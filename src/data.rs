const fn create_windows_1252_table() -> [char; 256] {
    let mut table = [0 as char; 256];
    let mut i = 0usize;
    while i < 256 {
        let c = match i {
            128 => '\u{20ac}',
            129 => '\u{81}',
            130 => '\u{201a}',
            131 => '\u{0192}',
            132 => '\u{201e}',
            133 => '\u{2026}',
            134 => '\u{2020}',
            135 => '\u{2021}',
            136 => '\u{02c6}',
            137 => '\u{2030}',
            138 => '\u{0160}',
            139 => '\u{2039}',
            140 => '\u{0152}',
            141 => '\u{8d}',
            142 => '\u{017d}',
            143 => '\u{8f}',
            144 => '\u{90}',
            145 => '\u{2018}',
            146 => '\u{2019}',
            147 => '\u{201c}',
            148 => '\u{201d}',
            149 => '\u{2022}',
            150 => '\u{2013}',
            151 => '\u{2014}',
            152 => '\u{02dc}',
            153 => '\u{2122}',
            154 => '\u{0161}',
            155 => '\u{203a}',
            156 => '\u{0153}',
            157 => '\u{9d}',
            158 => '\u{017e}',
            159 => '\u{0178}',
            i => i as u8 as char,
        };
        table[i] = c;
        i += 1;
    }
    table
}

pub(crate) static WINDOWS_1252: [char; 256] = create_windows_1252_table();

/// Byte terminates a scalar: `\n`, `\r`, ` ` or `\t`
pub(crate) const WHITESPACE: u8 = 1;

/// Byte is one of the group or assignment punctuation tokens
pub(crate) const PUNCTUATION: u8 = 2;

/// Byte toggles quoted scalar mode
pub(crate) const QUOTE: u8 = 4;

/// Byte starts a line comment
pub(crate) const COMMENT: u8 = 8;

#[inline]
pub(crate) fn class(b: u8) -> u8 {
    CHARACTER_CLASS[usize::from(b)]
}

#[inline]
pub(crate) fn is_whitespace(b: u8) -> bool {
    class(b) & WHITESPACE != 0
}

const fn create_character_class_table() -> [u8; 256] {
    let mut table = [0u8; 256];
    table[b'\t' as usize] = WHITESPACE;
    table[b'\n' as usize] = WHITESPACE;
    table[b'\r' as usize] = WHITESPACE;
    table[b' ' as usize] = WHITESPACE;
    table[b'{' as usize] = PUNCTUATION;
    table[b'}' as usize] = PUNCTUATION;
    table[b'=' as usize] = PUNCTUATION;
    table[b'"' as usize] = QUOTE;
    table[b'#' as usize] = COMMENT;
    table
}

/// This table serves as a way to encode multiple attributes of a character in a
/// single place. This way we increase the likelihood that the table is in the
/// cache as it is used in multiple call sites.
pub(crate) static CHARACTER_CLASS: [u8; 256] = create_character_class_table();

#[cfg(test)]
mod tests {
    use super::*;

    #[test]
    fn test_character_classes() {
        assert!(is_whitespace(b' '));
        assert!(is_whitespace(b'\r'));
        assert!(!is_whitespace(b'a'));
        assert_eq!(class(b'{'), PUNCTUATION);
        assert_eq!(class(b'"'), QUOTE);
        assert_eq!(class(b'#'), COMMENT);
        assert_eq!(class(b'\x0b'), 0);
    }

    #[test]
    fn test_windows_1252_upper_half() {
        assert_eq!(WINDOWS_1252[0x80], '\u{20ac}');
        assert_eq!(WINDOWS_1252[0x8a], '\u{0160}');
        assert_eq!(WINDOWS_1252[0xff], '\u{ff}');
        assert_eq!(WINDOWS_1252[b'a' as usize], 'a');
    }
}
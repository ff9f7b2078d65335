//! Types shared across game families

mod date;

pub use self::date::{Date, DateError};
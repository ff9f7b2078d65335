use super::node::{KeyPolicy, Node};
use std::fmt;
use std::str::FromStr;

/// One step of a [`NodePointer`]
#[derive(Debug, Clone, PartialEq, Eq, Hash)]
pub enum PointerSegment {
    /// The child stored under a key
    Key(String),

    /// The child at a position, keyed or not
    Index(usize),
}

/// A locator for a node within a tree.
///
/// Instead of nodes holding references to their parent's storage, edits are
/// addressed by the path from the root and applied through the parent's
/// indexed replace.
///
/// ```
/// use clausewitz_save::text::{parse, Node, NodePointer, ValueNode};
/// let mut root = parse(b"countries={ ENG={ treasury=10 } }")?;
/// let ptr: NodePointer = "countries/ENG/treasury".parse()?;
/// assert_eq!(ptr.resolve(&root).unwrap().to_i64()?, 10);
///
/// ptr.replace(&mut root, Node::Value(ValueNode::from_i64(20)));
/// assert_eq!(ptr.resolve(&root).unwrap().to_i64()?, 20);
/// # Ok::<(), Box<dyn std::error::Error>>(())
/// ```
#[derive(Debug, Clone, PartialEq, Eq, Hash)]
pub struct NodePointer {
    segments: Vec<PointerSegment>,
    policy: KeyPolicy,
}

impl Default for NodePointer {
    fn default() -> Self {
        Self::root()
    }
}

impl NodePointer {
    /// A pointer to the root itself
    pub fn root() -> Self {
        NodePointer {
            segments: Vec::new(),
            policy: KeyPolicy::First,
        }
    }

    /// The policy used to resolve key segments when a key is duplicated
    pub fn with_policy(mut self, policy: KeyPolicy) -> Self {
        self.policy = policy;
        self
    }

    /// Extends the pointer with a key segment
    pub fn key(mut self, key: impl Into<String>) -> Self {
        self.segments.push(PointerSegment::Key(key.into()));
        self
    }

    /// Extends the pointer with an index segment
    pub fn index(mut self, index: usize) -> Self {
        self.segments.push(PointerSegment::Index(index));
        self
    }

    /// The segments from the root down
    pub fn segments(&self) -> &[PointerSegment] {
        &self.segments
    }

    /// The pointer to the parent, or `None` for the root
    pub fn parent(&self) -> Option<NodePointer> {
        let (_, rest) = self.segments.split_last()?;
        Some(NodePointer {
            segments: rest.to_vec(),
            policy: self.policy,
        })
    }

    fn step<'a>(&self, node: &'a Node, segment: &PointerSegment) -> Option<&'a Node> {
        let array = node.as_array()?;
        match segment {
            PointerSegment::Key(key) => array.get(key, self.policy),
            PointerSegment::Index(i) => array.entries().get(*i).map(|x| &x.node),
        }
    }

    fn step_mut<'a>(&self, node: &'a mut Node, segment: &PointerSegment) -> Option<&'a mut Node> {
        let array = node.as_array_mut()?;
        match segment {
            PointerSegment::Key(key) => array.get_mut(key, self.policy),
            PointerSegment::Index(i) => array.entries_mut().get_mut(*i).map(|x| &mut x.node),
        }
    }

    /// Follows the pointer from the root
    pub fn resolve<'a>(&self, root: &'a Node) -> Option<&'a Node> {
        self.segments
            .iter()
            .try_fold(root, |node, segment| self.step(node, segment))
    }

    /// Follows the pointer from the root, allowing mutation of the target
    pub fn resolve_mut<'a>(&self, root: &'a mut Node) -> Option<&'a mut Node> {
        self.segments
            .iter()
            .try_fold(root, |node, segment| self.step_mut(node, segment))
    }

    /// Replaces the target through its parent, returning the previous node.
    /// Sibling positions are untouched. Returns `None` (and changes nothing)
    /// if the target does not exist.
    pub fn replace(&self, root: &mut Node, node: Node) -> Option<Node> {
        let (last, rest) = match self.segments.split_last() {
            Some(x) => x,
            None => return Some(std::mem::replace(root, node)),
        };

        let parent = rest
            .iter()
            .try_fold(root, |node, segment| self.step_mut(node, segment))?
            .as_array_mut()?;

        match last {
            PointerSegment::Key(key) => parent.replace_key(key, node, self.policy),
            PointerSegment::Index(i) => parent.replace_at(*i, node),
        }
    }
}

impl fmt::Display for NodePointer {
    fn fmt(&self, f: &mut fmt::Formatter<'_>) -> fmt::Result {
        for (i, segment) in self.segments.iter().enumerate() {
            match segment {
                PointerSegment::Key(key) => {
                    if i != 0 {
                        f.write_str("/")?;
                    }
                    f.write_str(key)?;
                }
                PointerSegment::Index(ind) => write!(f, "[{}]", ind)?,
            }
        }

        Ok(())
    }
}

/// The text could not be read as a pointer
#[derive(Debug, Clone, PartialEq, Eq)]
pub struct PointerError(String);

impl fmt::Display for PointerError {
    fn fmt(&self, f: &mut fmt::Formatter<'_>) -> fmt::Result {
        write!(f, "invalid node pointer: {}", self.0)
    }
}

impl std::error::Error for PointerError {}

impl FromStr for NodePointer {
    type Err = PointerError;

    fn from_str(s: &str) -> Result<Self, Self::Err> {
        let err = || PointerError(String::from(s));
        let mut result = NodePointer::root();
        if s.is_empty() {
            return Ok(result);
        }

        for part in s.split('/') {
            let (key, mut rest) = match part.find('[') {
                Some(i) => (&part[..i], &part[i..]),
                None => (part, ""),
            };

            if !key.is_empty() {
                result = result.key(key);
            } else if rest.is_empty() {
                return Err(err());
            }

            while !rest.is_empty() {
                let close = rest.find(']').ok_or_else(err)?;
                let ind = rest[1..close].parse::<usize>().map_err(|_| err())?;
                result = result.index(ind);
                rest = &rest[close + 1..];
                if !rest.is_empty() && !rest.starts_with('[') {
                    return Err(err());
                }
            }
        }

        Ok(result)
    }
}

# DESCRIPTION OF THE TASK
Taking the lines above, repeat exactly those from the line that contains "let (last, rest)" through the line that contains "fn from_str(s: &str)", and both of those lines as well. Include nothing else.

# RESULT FOR THIS EXERCISE
        let (last, rest) = match self.segments.split_last() {
            Some(x) => x,
            None => return Some(std::mem::replace(root, node)),
        };

        let parent = rest
            .iter()
            .try_fold(root, |node, segment| self.step_mut(node, segment))?
            .as_array_mut()?;

        match last {
            PointerSegment::Key(key) => parent.replace_key(key, node, self.policy),
            PointerSegment::Index(i) => parent.replace_at(*i, node),
        }
    }
}

impl fmt::Display for NodePointer {
    fn fmt(&self, f: &mut fmt::Formatter<'_>) -> fmt::Result {
        for (i, segment) in self.segments.iter().enumerate() {
            match segment {
                PointerSegment::Key(key) => {
                    if i != 0 {
                        f.write_str("/")?;
                    }
                    f.write_str(key)?;
                }
                PointerSegment::Index(ind) => write!(f, "[{}]", ind)?,
            }
        }

        Ok(())
    }
}

/// The text could not be read as a pointer
#[derive(Debug, Clone, PartialEq, Eq)]
pub struct PointerError(String);

impl fmt::Display for PointerError {
    fn fmt(&self, f: &mut fmt::Formatter<'_>) -> fmt::Result {
        write!(f, "invalid node pointer: {}", self.0)
    }
}

impl std::error::Error for PointerError {}

impl FromStr for NodePointer {
    type Err = PointerError;

    fn from_str(s: &str) -> Result<Self, Self::Err> {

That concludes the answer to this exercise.